Given that co-transcriptional regulatory mechanisms have been implicated in the assembly and degradation of the spliceosome38, we performed DE analysis on the transcriptomics data between CLC3 and CLC7 followed by GSEA analysis, which failed to recapitulate the upregulation of the spliceosome (Normalized enrichment score (NES) 0.61, adjusted P value, q = 1.0) (Fig. 3b). Altered splicing profiles and differential splicing have been implicated in drug and therapy resistance and in ALL39,40,41, and these results provide further support for the value of using the proteome to quantify key markers in ALL.

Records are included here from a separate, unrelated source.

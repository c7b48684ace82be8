//! Experiment summary
//!
//! Combines the run outcome (workload, collectors, disk counters) with the
//! normalized source reports into one [`ExperimentSummary`], which decides
//! the run's exit code and renders as text or JSON.

use crate::experiment::RunOutcome;
use crate::health::{compute_status, ComponentHealth, ComponentStatus};
use crate::launcher::WorkloadState;
use crate::models::{CanonicalUnit, CounterDelta, CounterWarning, MetricKind, TimeWindow};
use crate::normalizer::units::{bytes_to_gib, bytes_to_mib, joules_to_watt_hours};
use crate::normalizer::SourceReport;
use crate::sampler;
use crate::supervisor::{CollectorReport, StartFailure};
use chrono::{DateTime, Utc};
use serde::{Deserialize, Serialize};
use std::path::Path;
use tabled::settings::Style;
use tabled::{Table, Tabled};

/// Source name of the block-device counter metrics
pub const DISK_SOURCE: &str = "diskstats";

/// Process exit codes of a run
#[derive(Debug, Clone, Copy, PartialEq, Eq, Serialize, Deserialize)]
#[serde(rename_all = "snake_case")]
pub enum RunExit {
    Success,
    ConfigError,
    StartFailure,
    /// Completed, but some source or collector did not fully work
    Degraded,
}

impl RunExit {
    pub fn code(self) -> i32 {
        match self {
            RunExit::Success => 0,
            RunExit::ConfigError => 1,
            RunExit::StartFailure => 2,
            RunExit::Degraded => 3,
        }
    }
}

/// One row of the summary: the total of one metric from one source
#[derive(Debug, Clone, PartialEq, Serialize, Deserialize)]
pub struct SourceSummary {
    pub source: String,
    pub kind: MetricKind,
    pub total: f64,
    pub unit: CanonicalUnit,
    pub warnings: u64,
    pub status: ComponentStatus,
    #[serde(skip_serializing_if = "Option::is_none")]
    pub reason: Option<String>,
    #[serde(skip_serializing_if = "Option::is_none")]
    pub window: Option<TimeWindow>,
}

impl SourceSummary {
    fn from_report(report: &SourceReport) -> Self {
        Self {
            source: report.source.clone(),
            kind: report.kind,
            total: report.total(),
            unit: report.kind.unit(),
            warnings: report.warnings,
            status: report.health.status,
            reason: report.health.message.clone(),
            window: report.metrics.iter().find_map(|m| m.window),
        }
    }

    /// Total in the unit people read: MiB/GiB for bytes, Wh for energy
    pub fn derived(&self) -> String {
        match self.kind {
            MetricKind::BytesWritten => format!(
                "{:.2} MiB / {:.3} GiB",
                bytes_to_mib(self.total),
                bytes_to_gib(self.total)
            ),
            MetricKind::EnergyJoules => format!("{:.3} Wh", joules_to_watt_hours(self.total)),
            MetricKind::OpCount => format!("{:.0} ops", self.total),
        }
    }
}

/// Final report of one experiment run
#[derive(Debug, Clone, Serialize, Deserialize)]
pub struct ExperimentSummary {
    pub device: String,
    pub started_at: Option<DateTime<Utc>>,
    pub ended_at: Option<DateTime<Utc>>,
    pub duration_seconds: f64,
    pub workload_state: WorkloadState,
    pub workload_exit_code: Option<i32>,
    pub interrupted: bool,
    pub counter_delta: Option<CounterDelta>,
    pub counter_warnings: Vec<CounterWarning>,
    pub disk_status: ComponentHealth,
    pub sources: Vec<SourceSummary>,
    pub collectors: Vec<CollectorReport>,
    pub start_failures: Vec<StartFailure>,
    pub warning_count: u64,
    pub status: ComponentStatus,
    pub exit: RunExit,
    pub exit_code: i32,
}

impl ExperimentSummary {
    /// Restart counts in collector registration order
    pub fn restart_counts(&self) -> Vec<(&str, u32)> {
        self.collectors
            .iter()
            .map(|c| (c.name.as_str(), c.restart_count))
            .collect()
    }

    pub fn source(&self, source: &str, kind: MetricKind) -> Option<&SourceSummary> {
        self.sources
            .iter()
            .find(|s| s.source == source && s.kind == kind)
    }

    pub fn to_json(&self) -> serde_json::Result<String> {
        serde_json::to_string_pretty(self)
    }

    pub fn from_json(json: &str) -> serde_json::Result<Self> {
        serde_json::from_str(json)
    }

    pub fn write_json(&self, path: &Path) -> std::io::Result<()> {
        let json = self.to_json().map_err(std::io::Error::other)?;
        std::fs::write(path, json)
    }

    /// Human-readable report; every source is listed, non-healthy ones flagged
    pub fn render_text(&self) -> String {
        let mut out = String::new();
        let exit = self
            .workload_exit_code
            .map(|code| format!(" (exit {})", code))
            .unwrap_or_default();

        out.push_str("Experiment summary\n");
        out.push_str(&format!(
            "  workload   {}{} after {:.1} s{}\n",
            self.workload_state,
            exit,
            self.duration_seconds,
            if self.interrupted { ", interrupted" } else { "" }
        ));
        out.push_str(&format!("  device     {}\n", self.device));
        out.push_str(&format!(
            "  status     {} ({} warnings, exit code {})\n\n",
            self.status, self.warning_count, self.exit_code
        ));

        let rows: Vec<SourceRow> = self.sources.iter().map(SourceRow::from).collect();
        out.push_str(&Table::new(rows).with(Style::sharp()).to_string());
        out.push('\n');

        if !self.collectors.is_empty() {
            let rows: Vec<CollectorRow> = self.collectors.iter().map(CollectorRow::from).collect();
            out.push('\n');
            out.push_str(&Table::new(rows).with(Style::sharp()).to_string());
            out.push('\n');
        }

        for warning in &self.counter_warnings {
            out.push_str(&format!("  warning: {}\n", warning));
        }
        for failure in &self.start_failures {
            out.push_str(&format!(
                "  collector '{}' failed to start: {}\n",
                failure.collector, failure.error
            ));
        }
        out
    }
}

#[derive(Tabled)]
struct SourceRow {
    #[tabled(rename = "SOURCE")]
    source: String,
    #[tabled(rename = "METRIC")]
    metric: String,
    #[tabled(rename = "TOTAL")]
    total: String,
    #[tabled(rename = "DERIVED")]
    derived: String,
    #[tabled(rename = "WARNINGS")]
    warnings: u64,
    #[tabled(rename = "STATUS")]
    status: String,
}

impl From<&SourceSummary> for SourceRow {
    fn from(s: &SourceSummary) -> Self {
        let status = match (&s.status, &s.reason) {
            (ComponentStatus::Healthy, _) => "ok".to_string(),
            (status, Some(reason)) => format!("{}: {}", status.to_string().to_uppercase(), reason),
            (status, None) => status.to_string().to_uppercase(),
        };
        Self {
            source: s.source.clone(),
            metric: s.kind.to_string(),
            total: format!("{:.0} {}", s.total, s.unit),
            derived: s.derived(),
            warnings: s.warnings,
            status,
        }
    }
}

#[derive(Tabled)]
struct CollectorRow {
    #[tabled(rename = "COLLECTOR")]
    name: String,
    #[tabled(rename = "RESTARTS")]
    restarts: u32,
    #[tabled(rename = "STATUS")]
    status: String,
}

impl From<&CollectorReport> for CollectorRow {
    fn from(c: &CollectorReport) -> Self {
        Self {
            name: c.name.clone(),
            restarts: c.restart_count,
            status: if c.fatal_at_start {
                "FAILED AT START".to_string()
            } else {
                c.status.to_string()
            },
        }
    }
}

/// Builds the [`ExperimentSummary`]
pub struct SummaryReporter;

impl SummaryReporter {
    pub fn build(outcome: &RunOutcome, reports: &[SourceReport]) -> ExperimentSummary {
        let (counter_delta, counter_warnings, disk_status, disk_window) =
            match (&outcome.initial_snapshot, &outcome.final_snapshot) {
                (Ok(initial), Ok(last)) => {
                    let (delta, warnings) = sampler::delta(initial, last);
                    let health = if warnings.is_empty() {
                        ComponentHealth::healthy()
                    } else {
                        ComponentHealth::degraded(format!("{} counter(s) went backwards", warnings.len()))
                    };
                    let window = TimeWindow {
                        start: initial.timestamp,
                        end: last.timestamp,
                    };
                    (Some(delta), warnings, health, Some(window))
                }
                (Err(reason), _) | (_, Err(reason)) => {
                    (None, Vec::new(), ComponentHealth::unhealthy(reason.clone()), None)
                }
            };

        let disk_row = |kind: MetricKind, total: f64, warnings: u64| SourceSummary {
            source: DISK_SOURCE.to_string(),
            kind,
            total,
            unit: kind.unit(),
            warnings,
            status: disk_status.status,
            reason: disk_status.message.clone(),
            window: disk_window,
        };
        let bytes = counter_delta.map_or(0.0, |d| d.bytes_written() as f64);
        let ops = counter_delta.map_or(0.0, |d| d.writes_delta.max(0) as f64);

        let mut sources = vec![
            disk_row(MetricKind::BytesWritten, bytes, counter_warnings.len() as u64),
            disk_row(MetricKind::OpCount, ops, 0),
        ];
        sources.extend(reports.iter().map(SourceSummary::from_report));

        let warning_count = reports.iter().map(|r| r.warnings).sum::<u64>()
            + counter_warnings.len() as u64
            + outcome.start_failures.len() as u64;

        let mut status =
            compute_status(std::iter::once(&disk_status).chain(reports.iter().map(|r| &r.health)));
        if status == ComponentStatus::Healthy && !outcome.start_failures.is_empty() {
            status = ComponentStatus::Degraded;
        }
        let exit = if status == ComponentStatus::Healthy {
            RunExit::Success
        } else {
            RunExit::Degraded
        };

        ExperimentSummary {
            device: outcome.device.clone(),
            started_at: outcome.started_at,
            ended_at: outcome.ended_at,
            duration_seconds: outcome.duration_seconds,
            workload_state: outcome.workload_state,
            workload_exit_code: outcome.workload_exit_code,
            interrupted: outcome.interrupted,
            counter_delta,
            counter_warnings,
            disk_status,
            sources,
            collectors: outcome.collectors.clone(),
            start_failures: outcome.start_failures.clone(),
            warning_count,
            status,
            exit,
            exit_code: exit.code(),
        }
    }
}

To gain a better resolution on relative differences between the two different lineages, each lineage was clustered separately. This identified five clusters in the B-lineage (B-CLC) and seven clusters in the T-lineage (T-CLC) cell lines (Fig. 3c). Additionally, we performed consensus clustering of the transcriptomics data, which subdivided B- and T-lineages into six and five different subgroups respectively (Fig. 3d). Three of the cell lines with KMT2A-rearranged subtypes (KMT2A-AFF1 and KMT2A-MLLT1) were classified into RNA cluster 4 and one into RNA cluster 1, whereas the proteomics clustering divided these into three different proteomic clusters (B-CLC1, B-CLC3, and B-CLC5), demonstrating that the proteomics analysis delivers an additional angle to reveal phenotypic differences, which may be clinically meaningful. We performed DEqMS analysis between the two KMT2A-rearranged subtypes and identified p53 among the top upregulated proteins in KMT2A-AFF1 cell lines (Fig. 3e and Supplementary Data 12) suggesting differences in the p53 regulatory network between the KMT2A-rearranged cell lines. Additionally, the two ETV6-RUNX1 cell lines (REH and COG-LL-355h) were classified into the same RNA cluster (cluster 3) but clustered into different proteomic clusters (B-CLC2 and B-CLC5).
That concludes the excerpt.